Writing in the Washington Post last Sunday (Clearing the Air With China), Orville Schell made this proposal for China and US co-operation:
How should we proceed? By forming a coalition of respected scientists, business leaders and policy experts, calling a high-level emergency summit with their counterparts in China and then enlisting the U.S. presidential candidates to pledge to make the coal/climate change issue a priority. The ultimate goal should be to undertake a $25 billion collaborative effort, with the United States providing capital, technological know-how and entrepreneurial and managerial skills and China providing some resources of its own, research, critical leadership among developing countries, its low-cost manufacturing base and its prodigious market energy.Schell is probably be right to highlight the future of coal as a central technical challenge. Sachs picked up on this too, emphasising the potential importance of carbon capture and storage. But in the question and answer session after Sach's lecture it was questions of governance and politics that came to the fore, not least in a question from Ma Jun.

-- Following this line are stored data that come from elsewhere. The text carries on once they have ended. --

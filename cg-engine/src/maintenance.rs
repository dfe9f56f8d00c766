//! Periodic maintenance
//!
//! One cooperative loop purges expired cache entries and idle sessions.
//! The task moves `Idle -> Running -> Stopped`; it owns its loop state and
//! is stopped through a [`CancellationToken`], never through shared flags.

use crate::cache::ResultCache;
use crate::session::SessionTracker;
use std::sync::atomic::{AtomicU64, Ordering};
use std::sync::{Arc, Mutex};
use std::time::Duration;
use tokio::task::JoinHandle;
use tokio::time::{interval_at, Instant, MissedTickBehavior};
use tokio_util::sync::CancellationToken;
use tracing::{debug, info, warn};

/// Observable lifecycle state
#[derive(Debug, Clone, Copy, PartialEq, Eq)]
pub enum TaskState {
    Idle,
    Running,
    Stopped,
}

enum Lifecycle {
    Idle,
    Running {
        token: CancellationToken,
        handle: JoinHandle<()>,
    },
    Stopped,
}

/// Outcome of one sweep
#[derive(Debug, Clone, Copy, Default, PartialEq, Eq)]
pub struct SweepReport {
    pub cache_purged: usize,
    pub sessions_expired: usize,
}

pub struct MaintenanceTask {
    cache: Arc<ResultCache>,
    tracker: Arc<SessionTracker>,
    period: Duration,
    sweeps: Arc<AtomicU64>,
    lifecycle: Mutex<Lifecycle>,
}

impl MaintenanceTask {
    pub fn new(cache: Arc<ResultCache>, tracker: Arc<SessionTracker>, period: Duration) -> Self {
        Self {
            cache,
            tracker,
            period,
            sweeps: Arc::new(AtomicU64::new(0)),
            lifecycle: Mutex::new(Lifecycle::Idle),
        }
    }

    pub fn state(&self) -> TaskState {
        match &*self.lock() {
            Lifecycle::Idle => TaskState::Idle,
            Lifecycle::Running { .. } => TaskState::Running,
            Lifecycle::Stopped => TaskState::Stopped,
        }
    }

    /// Completed sweeps since start
    pub fn sweeps(&self) -> u64 {
        self.sweeps.load(Ordering::Relaxed)
    }

    fn lock(&self) -> std::sync::MutexGuard<'_, Lifecycle> {
        self.lifecycle
            .lock()
            .unwrap_or_else(|poisoned| poisoned.into_inner())
    }

    /// Spawn the sweep loop; returns false unless the task was idle
    pub fn start(&self) -> bool {
        let mut lifecycle = self.lock();
        if !matches!(*lifecycle, Lifecycle::Idle) {
            debug!("Maintenance task start ignored (not idle)");
            return false;
        }

        let token = CancellationToken::new();
        let loop_token = token.clone();
        let cache = Arc::clone(&self.cache);
        let tracker = Arc::clone(&self.tracker);
        let sweeps = Arc::clone(&self.sweeps);
        let period = self.period.max(Duration::from_millis(1));

        let handle = tokio::spawn(async move {
            let mut interval = interval_at(Instant::now() + period, period);
            interval.set_missed_tick_behavior(MissedTickBehavior::Delay);
            loop {
                tokio::select! {
                    _ = interval.tick() => {
                        let report = sweep(&cache, &tracker);
                        sweeps.fetch_add(1, Ordering::Relaxed);
                        if report != SweepReport::default() {
                            info!(
                                cache_purged = report.cache_purged,
                                sessions_expired = report.sessions_expired,
                                "Maintenance sweep"
                            );
                        }
                    }
                    _ = loop_token.cancelled() => {
                        debug!("Maintenance task shutting down");
                        break;
                    }
                }
            }
        });

        *lifecycle = Lifecycle::Running { token, handle };
        info!(period_secs = period.as_secs_f64(), "Maintenance task started");
        true
    }

    /// Cancel the loop and wait for it to finish
    pub async fn stop(&self) {
        let previous = std::mem::replace(&mut *self.lock(), Lifecycle::Stopped);
        match previous {
            Lifecycle::Running { token, handle } => {
                token.cancel();
                if let Err(e) = handle.await {
                    warn!(error = %e, "Maintenance task ended abnormally");
                }
                info!("Maintenance task stopped");
            }
            Lifecycle::Idle => {
                debug!("Maintenance task stopped before it started");
            }
            Lifecycle::Stopped => {
                debug!("Maintenance task already stopped");
            }
        }
    }

    /// Run one sweep immediately
    pub fn sweep_now(&self) -> SweepReport {
        sweep(&self.cache, &self.tracker)
    }
}

fn sweep(cache: &ResultCache, tracker: &SessionTracker) -> SweepReport {
    SweepReport {
        cache_purged: cache.purge_expired(),
        sessions_expired: tracker.expire_idle(),
    }
}
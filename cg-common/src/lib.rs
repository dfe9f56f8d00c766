//! # ConvGuard Common Library
//!
//! Shared code for the ConvGuard crates:
//! - Conversation event, module result and verdict types
//! - Configuration loading (TOML bootstrap)
//! - Common error type

pub mod config;
pub mod error;
pub mod model;

pub use error::{Error, Result};
pub use model::{
    EscalationLevel, Event, EvidenceItem, FailureReason, HistoryEntry, ModuleFailure,
    ModuleResult, RecommendedAction, Sender, SessionHistory, SusceptibilityGrade,
    SusceptibilityReport, SynthesizedVerdict,
};
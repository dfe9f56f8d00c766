//! Synthesis engine
//!
//! Folds one event's module results into a single [`SynthesizedVerdict`].
//! Synthesis is a pure function of its inputs: identical results and
//! history always yield the same verdict apart from `created_at`.
//!
//! # Policy
//! - Overall score is the worst signal (maximum `score * confidence`),
//!   never an average.
//! - A `block` recommendation or a critical flag forces at least HIGH.
//!   Without one, the level is capped at HIGH: CRITICAL is only reached
//!   when the score crosses the top threshold and a critical signal exists.
//! - The most severe recommended action wins.
//! - Equal weighted scores resolve to the smallest module id.
//! - No contributing modules yields score 0, NONE, action `none`.

use crate::session::score_susceptibility;
use cg_common::config::{SusceptibilityConfig, SynthesisConfig};
use cg_common::{
    EscalationLevel, ModuleResult, RecommendedAction, SessionHistory, SynthesizedVerdict,
};
use chrono::{DateTime, Utc};
use std::collections::{BTreeMap, BTreeSet};
use uuid::Uuid;

/// Deterministic verdict synthesis
#[derive(Debug, Clone)]
pub struct SynthesisEngine {
    config: SynthesisConfig,
    scoring: SusceptibilityConfig,
    susceptibility_window: usize,
}

impl SynthesisEngine {
    pub fn new(
        config: SynthesisConfig,
        scoring: SusceptibilityConfig,
        susceptibility_window: usize,
    ) -> Self {
        Self {
            config,
            scoring,
            susceptibility_window,
        }
    }

    /// Map a score onto the configured thresholds
    pub fn level_for(&self, score: f64) -> EscalationLevel {
        let [low, medium, high, critical] = self.config.thresholds;
        if score >= critical {
            EscalationLevel::Critical
        } else if score >= high {
            EscalationLevel::High
        } else if score >= medium {
            EscalationLevel::Medium
        } else if score >= low {
            EscalationLevel::Low
        } else {
            EscalationLevel::None
        }
    }

    fn is_critical(&self, result: &ModuleResult) -> bool {
        result.recommended_action == Some(RecommendedAction::Block)
            || result
                .flags
                .iter()
                .any(|flag| self.config.critical_tags.contains(flag))
    }

    /// Combine module results and the pre-event history into one verdict
    pub fn synthesize(
        &self,
        session_id: &str,
        event_ref: Uuid,
        results: &[ModuleResult],
        history: &SessionHistory,
        created_at: DateTime<Utc>,
    ) -> SynthesizedVerdict {
        let per_module: BTreeMap<String, ModuleResult> = results
            .iter()
            .map(|r| (r.module_id.clone(), r.clone()))
            .collect();

        let contributing: Vec<&ModuleResult> =
            per_module.values().filter(|r| r.is_contributing()).collect();
        let missing_modules = per_module.len() - contributing.len();

        // BTreeMap order plus strict comparison keeps the smallest id on ties
        let mut dominant: Option<(&str, f64)> = None;
        for result in &contributing {
            let weighted = result.weighted_score().unwrap_or(0.0);
            if dominant.map_or(true, |(_, best)| weighted > best) {
                dominant = Some((result.module_id.as_str(), weighted));
            }
        }

        let overall_score = dominant.map(|(_, score)| score).unwrap_or(0.0);

        let numeric_level = if contributing.is_empty() {
            EscalationLevel::None
        } else {
            self.level_for(overall_score)
        };
        // CRITICAL needs a critical signal; score alone tops out at HIGH
        let escalation_level = if contributing.iter().any(|r| self.is_critical(r)) {
            numeric_level.max(EscalationLevel::High)
        } else {
            numeric_level.min(EscalationLevel::High)
        };

        let recommended_action = contributing
            .iter()
            .filter_map(|r| r.recommended_action)
            .max()
            .unwrap_or_default();

        let flags: BTreeSet<&String> = contributing.iter().flat_map(|r| r.flags.iter()).collect();

        SynthesizedVerdict {
            session_id: session_id.to_string(),
            event_ref,
            overall_score,
            escalation_level,
            recommended_action,
            contributing_modules: contributing.len(),
            missing_modules,
            dominant_module: dominant.map(|(id, _)| id.to_string()),
            flags: flags.into_iter().cloned().collect(),
            susceptibility: score_susceptibility(
                history.window(self.susceptibility_window),
                &self.scoring,
            ),
            created_at,
            per_module,
        }
    }
}
//! Build script for cg-engine
//!
//! Captures build identification information at compile time:
//! - Git commit hash (short form)
//! - Build timestamp
//! - Build profile (debug/release)

use std::process::Command;

fn main() {
    // Capture git commit hash (short form, 8 characters)
    let git_hash = Command::new("git")
        .args(["rev-parse", "--short=8", "HEAD"])
        .output()
        .ok()
        .filter(|output| output.status.success())
        .and_then(|output| String::from_utf8(output.stdout).ok())
        .map(|s| s.trim().to_string())
        .unwrap_or_else(|| "unknown".to_string());

    let build_timestamp = chrono::Utc::now().to_rfc3339_opts(chrono::SecondsFormat::Secs, true);
    let profile = std::env::var("PROFILE").unwrap_or_else(|_| "unknown".to_string());

    println!("cargo:rustc-env=GIT_HASH={}", git_hash);
    println!("cargo:rustc-env=BUILD_TIMESTAMP={}", build_timestamp);
    println!("cargo:rustc-env=BUILD_PROFILE={}", profile);
    println!("cargo:rerun-if-changed=.git/HEAD");
}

Last November I wrote on chinadialogue that it was time for a politics of climate change in China. I do think that political issues are still a central challenge [see note 1 below] -- a point that appears reinforced by the reported role of the Chinese government, among others, in watering down the summary of IPCC WGII (climate impacts).
For this reason I would add to the list for Schell's coalition civil society actors and (to the surprise of some)...the military. As noted on this blog here, it does look like people with influence on the US military really are beginning to 'get' the issues, and it would be nice to think they might engage with their Chinese counterparts.
So, note to Schell et al: please add the likes of Ma Jun and Anthony C. Zinni to the list of candidates for your coalition.
[Note 1: 'political' in both a narrow and a broad sense, the broad one being politics, culture and values as they interact with and within the technological and scientific sphere. In this case, cultural change might thrive on a 'Gramsci-Schwarzenegger dialectic', synthesising (an ahimsa mediated version of) Antonio's insights into the importance of culture with Arnie on being hip.]
[P.S. 20 April: On ClimatePolicy Paul Higgins asks So what's the problem with China?]
[P.S. 24 April: The Financial Times reports 'China delays climate change plan indefinitely'. See here.]